use serde_json::{Value, json};

use screen_spec::{
    AnswerMap, Field, FieldComparison, FieldType, FieldValidation, QuestionnaireSpec, ScreenSpec,
    ScreenValidation, ValidationPattern, ValidationRule, is_field_answered, validate_all,
    validate_field,
};

fn intake() -> QuestionnaireSpec {
    QuestionnaireSpec::from_json(include_str!("fixtures/intake.json")).expect("fixture")
}

fn answers(value: Value) -> AnswerMap {
    AnswerMap::from_value(value)
}

fn healthy_history(goal: &str) -> AnswerMap {
    answers(json!({
        "goal": goal,
        "height_ft": "5",
        "height_in": "10",
        "current_weight": "200",
        "takes_glp1": "no"
    }))
}

#[test]
fn number_field_enforces_validation_range() {
    let field = Field::new("age", FieldType::Number)
        .required()
        .with_validation(FieldValidation {
            min: Some(18.0),
            max: Some(100.0),
            error: Some("Out of range".into()),
            ..Default::default()
        });
    let empty = AnswerMap::new();

    assert_eq!(
        validate_field(&field, Some(&json!("15")), &empty).as_deref(),
        Some("Out of range")
    );
    assert_eq!(validate_field(&field, Some(&json!("45")), &empty), None);
    assert_eq!(
        validate_field(&field, Some(&json!("abc")), &empty).as_deref(),
        Some("Please enter a valid number.")
    );
    assert_eq!(
        validate_field(&field, None, &empty).as_deref(),
        Some("This field is required.")
    );
}

#[test]
fn consent_requires_strict_true() {
    let field = Field::new("consent", FieldType::ConsentItem).required();
    let empty = AnswerMap::new();

    assert_eq!(
        validate_field(&field, Some(&json!(false)), &empty).as_deref(),
        Some("This consent is required to continue.")
    );
    assert_eq!(
        validate_field(&field, Some(&json!("true")), &empty).as_deref(),
        Some("This consent is required to continue.")
    );
    assert_eq!(validate_field(&field, Some(&json!(true)), &empty), None);

    let optional = Field::new("marketing", FieldType::ConsentItem);
    assert_eq!(validate_field(&optional, Some(&json!(false)), &empty), None);
    assert_eq!(validate_field(&optional, None, &empty), None);
}

#[test]
fn hidden_required_fields_do_not_block_submit() {
    let spec = intake();
    let screen = spec.screen("medical_history").expect("screen");
    let answers = healthy_history("gain_muscle");

    let result = validate_all(screen, &answers);
    assert!(result.all_valid, "unexpected errors: {:?}", result.errors);
    assert!(result.errors.is_empty());
    assert!(screen.is_complete(&answers));
}

#[test]
fn hidden_fields_with_stale_values_are_ignored() {
    let spec = intake();
    let screen = spec.screen("medical_history").expect("screen");
    let mut answers = healthy_history("gain_muscle");
    answers.insert("goal_weight", json!("999"));
    answers.insert("medication_name", json!(""));

    assert!(validate_all(screen, &answers).all_valid);
}

#[test]
fn revealed_required_field_blocks_submit() {
    let spec = intake();
    let screen = spec.screen("medical_history").expect("screen");
    let answers = healthy_history("lose_weight");

    let result = validate_all(screen, &answers);
    assert!(!result.all_valid);
    assert_eq!(result.errors.get("goal_weight"), Some("This field is required."));
    assert!(!screen.is_complete(&answers));
}

#[test]
fn goal_weight_must_be_below_current_weight() {
    let spec = intake();
    let screen = spec.screen("medical_history").expect("screen");
    let mut answers = healthy_history("lose_weight");

    answers.insert("goal_weight", json!("210"));
    assert_eq!(
        screen.validate_field("goal_weight", &answers).as_deref(),
        Some("Goal weight must be less than your current weight.")
    );

    answers.insert("goal_weight", json!("180"));
    assert_eq!(screen.validate_field("goal_weight", &answers), None);
    assert!(validate_all(screen, &answers).all_valid);
}

#[test]
fn cross_field_rule_waits_for_the_other_field() {
    let spec = intake();
    let screen = spec.screen("medical_history").expect("screen");
    let mut answers = healthy_history("lose_weight");
    answers.insert("current_weight", json!(""));
    answers.insert("goal_weight", json!("210"));

    let result = validate_all(screen, &answers);
    assert_eq!(result.errors.get("goal_weight"), None);
    assert_eq!(
        result.errors.get("current_weight"),
        Some("This field is required.")
    );
}

#[test]
fn group_fields_validate_their_children_in_order() {
    let spec = intake();
    let screen = spec.screen("medical_history").expect("screen");
    let mut answers = healthy_history("gain_muscle");
    answers.insert("takes_glp1", json!("yes"));

    let result = validate_all(screen, &answers);
    assert!(!result.all_valid);
    let ids: Vec<&str> = result.errors.iter().map(|(id, _)| id).collect();
    assert_eq!(ids, vec!["medication_name", "dose", "last_dose_date"]);
    assert!(!result.errors.contains("glp1_details"));
    assert!(!screen.is_complete(&answers));

    answers.insert("medication_name", json!("Wegovy"));
    answers.insert("dose", json!("0.25"));
    answers.insert("last_dose_date", json!("01/02/2026"));
    assert!(validate_all(screen, &answers).all_valid);
    assert!(screen.is_complete(&answers));
}

#[test]
fn too_many_yes_answers_mark_every_yes_field() {
    let spec = intake();
    let screen = spec.screen("medical_history").expect("screen");
    let mut answers = healthy_history("gain_muscle");
    answers.insert("conditions", json!(["type_2_diabetes"]));
    answers.insert("diabetes_meds", json!("yes"));
    answers.insert("takes_glp1", json!("yes"));
    answers.insert("medication_name", json!("Wegovy"));
    answers.insert("dose", json!("0.25"));
    answers.insert("last_dose_date", json!("01/02/2026"));

    // Completeness ignores the aggregate rule.
    assert!(screen.is_complete(&answers));

    let result = validate_all(screen, &answers);
    assert!(!result.all_valid);
    assert_eq!(result.errors.len(), 2);
    for field in ["diabetes_meds", "takes_glp1"] {
        assert_eq!(
            result.errors.get(field),
            Some("Please list only one medication you are currently taking.")
        );
    }

    answers.insert("diabetes_meds", json!("no"));
    assert!(validate_all(screen, &answers).all_valid);
}

#[test]
fn aggregate_rule_overwrites_field_errors() {
    let mut screen = ScreenSpec::composite(
        "meds",
        vec![
            Field::new("a", FieldType::Text)
                .with_validation(FieldValidation {
                    pattern: Some(ValidationPattern::new("^no$").expect("pattern")),
                    error: Some("Answer must be no".into()),
                    ..Default::default()
                })
                .into(),
            Field::new("b", FieldType::Text).into(),
        ],
    );
    let answers = answers(json!({ "a": "yes", "b": "yes" }));
    assert_eq!(
        validate_all(&screen, &answers).errors.get("a"),
        Some("Answer must be no")
    );

    screen.validation = Some(ScreenValidation {
        max_currently_taking: Some(ValidationRule {
            fields: vec!["a".into(), "b".into()],
            limit: 1,
            error: "Too many".into(),
        }),
    });
    let result = validate_all(&screen, &answers);
    assert!(!result.all_valid);
    assert_eq!(result.errors.first(), Some(("a", "Too many")));
    assert_eq!(result.errors.get("b"), Some("Too many"));
}

#[test]
fn blur_validation_is_idempotent_and_reaches_nested_fields() {
    let spec = intake();
    let screen = spec.screen("medical_history").expect("screen");
    let answers = answers(json!({ "takes_glp1": "yes", "dose": "abc" }));

    let first = screen.validate_field("dose", &answers);
    let second = screen.validate_field("dose", &answers);
    assert_eq!(first.as_deref(), Some("Please enter a valid number."));
    assert_eq!(first, second);
    assert_eq!(screen.validate_field("unknown", &answers), None);
}

#[test]
fn account_rules_cover_pattern_and_matches() {
    let spec = intake();
    let screen = spec.screen("account").expect("screen");

    let bad = answers(json!({
        "email": "not-an-email",
        "password": "short",
        "confirm_password": "shorter"
    }));
    let result = validate_all(screen, &bad);
    assert_eq!(
        result.errors.get("email"),
        Some("Please enter a valid email address.")
    );
    assert_eq!(
        result.errors.get("password"),
        Some("Password must be at least 8 characters.")
    );
    assert_eq!(
        result.errors.get("confirm_password"),
        Some("Passwords must match.")
    );

    let good = answers(json!({
        "email": "pat@example.com",
        "password": "correct horse",
        "confirm_password": "correct horse"
    }));
    assert!(validate_all(screen, &good).all_valid);
}

#[test]
fn greater_than_field_falls_back_to_default_message() {
    let field = Field::new("max_dose", FieldType::Number).with_validation(FieldValidation {
        greater_than_field: Some(FieldComparison::Field("min_dose".into())),
        ..Default::default()
    });
    let answers = answers(json!({ "min_dose": "5" }));

    assert_eq!(
        validate_field(&field, Some(&json!("5")), &answers).as_deref(),
        Some("Value must be greater than 5.")
    );
    assert_eq!(validate_field(&field, Some(&json!("7.5")), &answers), None);
}

#[test]
fn cross_field_comparison_applies_to_numeric_text() {
    let field = Field::new("goal", FieldType::Text).with_validation(FieldValidation {
        less_than_field: Some(FieldComparison::Field("current".into())),
        error: Some("Too high".into()),
        ..Default::default()
    });
    let answers = answers(json!({ "current": 150 }));

    assert_eq!(
        validate_field(&field, Some(&json!("160")), &answers).as_deref(),
        Some("Too high")
    );
    assert_eq!(validate_field(&field, Some(&json!("about 160")), &answers), None);
}

#[test]
fn malformed_pattern_fails_schema_loading() {
    let result = serde_json::from_value::<ScreenSpec>(json!({
        "id": "broken",
        "type": "composite",
        "fields": [
            { "id": "x", "type": "text", "validation": { "pattern": "(" } }
        ]
    }));
    let error = result.expect_err("pattern should not compile");
    assert!(error.to_string().contains("regex parse error"), "{error}");
}

fn password_questionnaire(pattern: &str) -> String {
    json!({
        "id": "signup",
        "title": "Sign up",
        "version": "1",
        "screens": [
            {
                "id": "goal",
                "type": "single_select",
                "title": "Goal",
                "options": ["lose_weight", "maintain"]
            },
            {
                "id": "account",
                "type": "composite",
                "title": "Account",
                "fields": [
                    {
                        "id": "password",
                        "type": "password",
                        "required": true,
                        "validation": { "pattern": pattern, "error": "Include a digit." }
                    }
                ]
            }
        ]
    })
    .to_string()
}

#[test]
fn lookahead_patterns_load_and_validate() {
    let spec = QuestionnaireSpec::from_json(&password_questionnaire("^(?=.*[0-9]).{8,}$"))
        .expect("lookahead pattern loads");
    assert!(spec.screen("goal").is_some());
    let screen = spec.screen("account").expect("account screen");

    let weak = answers(json!({ "password": "password" }));
    assert_eq!(
        screen.validate_field("password", &weak).as_deref(),
        Some("Include a digit.")
    );

    let strong = answers(json!({ "password": "passw0rd" }));
    assert_eq!(screen.validate_field("password", &strong), None);
}

#[test]
fn malformed_patterns_still_fail_to_load() {
    let error = QuestionnaireSpec::from_json(&password_questionnaire("^(unclosed"))
        .expect_err("unbalanced group");
    assert!(error.to_string().starts_with("failed to parse schema"));
}

#[test]
fn pattern_failure_is_reported_before_number_range() {
    let field = Field::new("age", FieldType::Number).with_validation(FieldValidation {
        pattern: Some(ValidationPattern::new("^[0-9]+$").expect("pattern")),
        min: Some(18.0),
        ..Default::default()
    });
    let empty = AnswerMap::new();

    // "1x" breaks the pattern and, read as 1, is also below the minimum.
    assert_eq!(
        validate_field(&field, Some(&json!("1x")), &empty).as_deref(),
        Some("Please enter a valid value.")
    );
    assert_eq!(
        validate_field(&field, Some(&json!("12")), &empty).as_deref(),
        Some("Value must be at least 18.")
    );
}

#[test]
fn answered_means_non_empty_or_strictly_true_consent() {
    let allergies = Field::new("allergies", FieldType::Text);
    let consent = Field::new("consent_telehealth", FieldType::ConsentItem);
    let answers = answers(json!({
        "allergies": "",
        "conditions": [],
        "consent_telehealth": "true"
    }));

    assert!(!is_field_answered(&allergies, &answers));
    assert!(!is_field_answered(
        &Field::new("conditions", FieldType::MultiSelect),
        &answers
    ));
    assert!(!is_field_answered(&consent, &answers));

    let answered = AnswerMap::from_value(json!({
        "allergies": "none",
        "consent_telehealth": true
    }));
    assert!(is_field_answered(&allergies, &answered));
    assert!(is_field_answered(&consent, &answered));
}
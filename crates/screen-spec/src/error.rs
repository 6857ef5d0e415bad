use thiserror::Error;

/// Authoring errors in a questionnaire schema.
#[derive(Debug, Error)]
pub enum SchemaError {
    #[error("failed to parse schema: {0}")]
    Parse(#[from] serde_json::Error),
    #[error("screen '{0}' is not defined")]
    UnknownScreen(String),
    #[error("screen id '{0}' is declared more than once")]
    DuplicateScreen(String),
    #[error("screen '{screen}' declares field '{field}' more than once")]
    DuplicateField { screen: String, field: String },
    #[error("field '{field}' on screen '{screen}' needs at least one option")]
    MissingOptions { screen: String, field: String },
    #[error("group field '{field}' on screen '{screen}' has no nested fields")]
    EmptyGroup { screen: String, field: String },
    #[error("field '{field}' on screen '{screen}' references unknown field '{target}' in {rule}")]
    UnknownReference {
        screen: String,
        field: String,
        rule: &'static str,
        target: String,
    },
    #[error("aggregate rule on screen '{0}' lists no fields")]
    EmptyRule(String),
    #[error("aggregate rule on screen '{screen}' names unknown field '{field}'")]
    UnknownRuleField { screen: String, field: String },
}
-=-=-
How many lines in the entries above include the string "strong"? Answer with the number only.

» TASK OUTPUT
2